**WORK TO COMPLETE**
Wherever "stencil" turns up in a line of the entries below, that line counts. Say how many such lines there are, with no other words.

**MATERIAL PROVIDED**
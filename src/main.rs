use GridPDE::Utils::logger::init_logger;
use GridPDE::cli::cli_main::run_interactive_menu;
use log::LevelFilter;

pub fn main() {
    init_logger(LevelFilter::Info);
    run_interactive_menu();
}
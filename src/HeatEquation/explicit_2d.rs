//! # Explicit (FTCS) stepper for the 2D heat equation
//!
//! Advances a temperature field `T(y, x)` with the Forward-Time Central-Space scheme
//! ```text
//! T[i,j] <- T[i,j] + σx·(T[i,j+1] - 2T[i,j] + T[i,j-1]) + σy·(T[i+1,j] - 2T[i,j] + T[i-1,j])
//! ```
//! where `σx = α·dt/dx²` and `σy = α·dt/dy²`. Only interior cells are updated by the
//! stencil; after every step the Neumann edges of the [`BoundarySpec`] are refreshed.
//! Dirichlet edges keep whatever value the initial field carries.
//!
//! The scheme is stable only for `σx + σy <= 0.5`; coefficients outside that range are
//! rejected with [`HeatError::Unstable`] instead of producing a diverging history.
use super::boundary::BoundarySpec;
use crate::Utils::grid_io::GridIoError;
use log::{debug, info};
use nalgebra::DMatrix;
use thiserror::Error;

/// Upper bound of σx + σy for the explicit 2D scheme
pub const STABILITY_LIMIT: f64 = 0.5;
/// slack for coefficients derived in floating point right at the limit
const STABILITY_TOLERANCE: f64 = 1e-12;

#[derive(Debug, Error)]
pub enum HeatError {
    #[error("Invalid configuration: {0}")]
    InvalidConfiguration(String),
    #[error("Invalid grid: {0}")]
    InvalidGrid(String),
    #[error(
        "Unstable FTCS coefficients: sigma_x = {sigma_x}, sigma_y = {sigma_y}, sigma_x + sigma_y must not exceed {limit}"
    )]
    Unstable {
        sigma_x: f64,
        sigma_y: f64,
        limit: f64,
    },
    #[error("I/O error: {0}")]
    Io(#[from] std::io::Error),
    #[error("Task file error: {0}")]
    Serde(#[from] serde_json::Error),
    #[error("Export error: {0}")]
    Export(#[from] GridIoError),
}

/// Ordered sequence of grid snapshots, frame `n` is the state after `n + 1` steps.
#[derive(Debug, Clone, Default, PartialEq)]
pub struct TimeHistory {
    frames: Vec<DMatrix<f64>>,
}

impl TimeHistory {
    pub fn with_capacity(capacity: usize) -> Self {
        Self {
            frames: Vec::with_capacity(capacity),
        }
    }

    pub fn push(&mut self, frame: DMatrix<f64>) {
        self.frames.push(frame);
    }

    pub fn len(&self) -> usize {
        self.frames.len()
    }

    pub fn is_empty(&self) -> bool {
        self.frames.is_empty()
    }

    pub fn frame(&self, step: usize) -> Option<&DMatrix<f64>> {
        self.frames.get(step)
    }

    pub fn last(&self) -> Option<&DMatrix<f64>> {
        self.frames.last()
    }

    pub fn iter(&self) -> std::slice::Iter<'_, DMatrix<f64>> {
        self.frames.iter()
    }

    pub fn frames(&self) -> &[DMatrix<f64>] {
        &self.frames
    }

    /// smallest value over all frames, used for a fixed colour scale
    pub fn min(&self) -> Option<f64> {
        self.frames
            .iter()
            .flat_map(|frame| frame.iter().copied())
            .reduce(f64::min)
    }

    /// largest value over all frames
    pub fn max(&self) -> Option<f64> {
        self.frames
            .iter()
            .flat_map(|frame| frame.iter().copied())
            .reduce(f64::max)
    }
}

impl<'a> IntoIterator for &'a TimeHistory {
    type Item = &'a DMatrix<f64>;
    type IntoIter = std::slice::Iter<'a, DMatrix<f64>>;

    fn into_iter(self) -> Self::IntoIter {
        self.frames.iter()
    }
}

/// Checks the FTCS coefficients against the stability bound.
pub fn check_stability(sigma_x: f64, sigma_y: f64) -> Result<(), HeatError> {
    let unstable = || HeatError::Unstable {
        sigma_x,
        sigma_y,
        limit: STABILITY_LIMIT,
    };
    if !sigma_x.is_finite() || !sigma_y.is_finite() || sigma_x < 0.0 || sigma_y < 0.0 {
        return Err(unstable());
    }
    if sigma_x + sigma_y > STABILITY_LIMIT + STABILITY_TOLERANCE {
        return Err(unstable());
    }
    Ok(())
}

fn check_grid(field: &DMatrix<f64>) -> Result<(), HeatError> {
    let (ny, nx) = field.shape();
    if ny < 2 || nx < 2 {
        return Err(HeatError::InvalidGrid(format!(
            "temperature field must be at least 2x2, got {}x{}",
            ny, nx
        )));
    }
    if let Some(idx) = field.iter().position(|v| !v.is_finite()) {
        // nalgebra storage is column major
        return Err(HeatError::InvalidGrid(format!(
            "non-finite temperature at row {}, column {}",
            idx % ny,
            idx / ny
        )));
    }
    Ok(())
}

/// One FTCS step. `previous` is scratch space of the same shape and receives the
/// state before the step, so the stencil never reads cells it has already written.
pub fn ftcs_step(
    field: &mut DMatrix<f64>,
    previous: &mut DMatrix<f64>,
    sigma_x: f64,
    sigma_y: f64,
    boundary: &BoundarySpec,
) {
    previous.copy_from(field);
    let (ny, nx) = field.shape();
    let p = &*previous;
    for j in 1..nx.saturating_sub(1) {
        for i in 1..ny.saturating_sub(1) {
            let centre = p[(i, j)];
            field[(i, j)] = centre
                + sigma_x * (p[(i, j + 1)] - 2.0 * centre + p[(i, j - 1)])
                + sigma_y * (p[(i + 1, j)] - 2.0 * centre + p[(i - 1, j)]);
        }
    }
    boundary.apply_neumann(field);
}

/// Runs `step_count` explicit steps from `initial_field` and returns every intermediate state.
///
/// # Arguments
/// * `initial_field` - ny x nx temperature field, Dirichlet edges already set
/// * `step_count` - number of steps; zero gives an empty history
/// * `sigma_x`, `sigma_y` - `α·dt/dx²`, `α·dt/dy²`
/// * `boundary` - Neumann edges
///
/// # Errors
/// * [`HeatError::Unstable`] when `σx + σy > 0.5` or a coefficient is negative/non-finite
/// * [`HeatError::InvalidGrid`] for grids smaller than 2x2 or non-finite values
pub fn explicit_step(
    initial_field: &DMatrix<f64>,
    step_count: usize,
    sigma_x: f64,
    sigma_y: f64,
    boundary: &BoundarySpec,
) -> Result<TimeHistory, HeatError> {
    check_stability(sigma_x, sigma_y)?;
    check_grid(initial_field)?;
    let (ny, nx) = initial_field.shape();
    debug!(
        "FTCS run: grid {}x{}, {} steps, sigma_x = {}, sigma_y = {}, boundaries [{}]",
        ny, nx, step_count, sigma_x, sigma_y, boundary
    );

    let mut field = initial_field.clone();
    let mut previous = DMatrix::zeros(ny, nx);
    let mut history = TimeHistory::with_capacity(step_count);
    for _ in 0..step_count {
        ftcs_step(&mut field, &mut previous, sigma_x, sigma_y, boundary);
        history.push(field.clone());
    }
    info!("FTCS finished: {} steps on a {}x{} grid", step_count, ny, nx);
    Ok(history)
}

**ANSWER SPACE**
2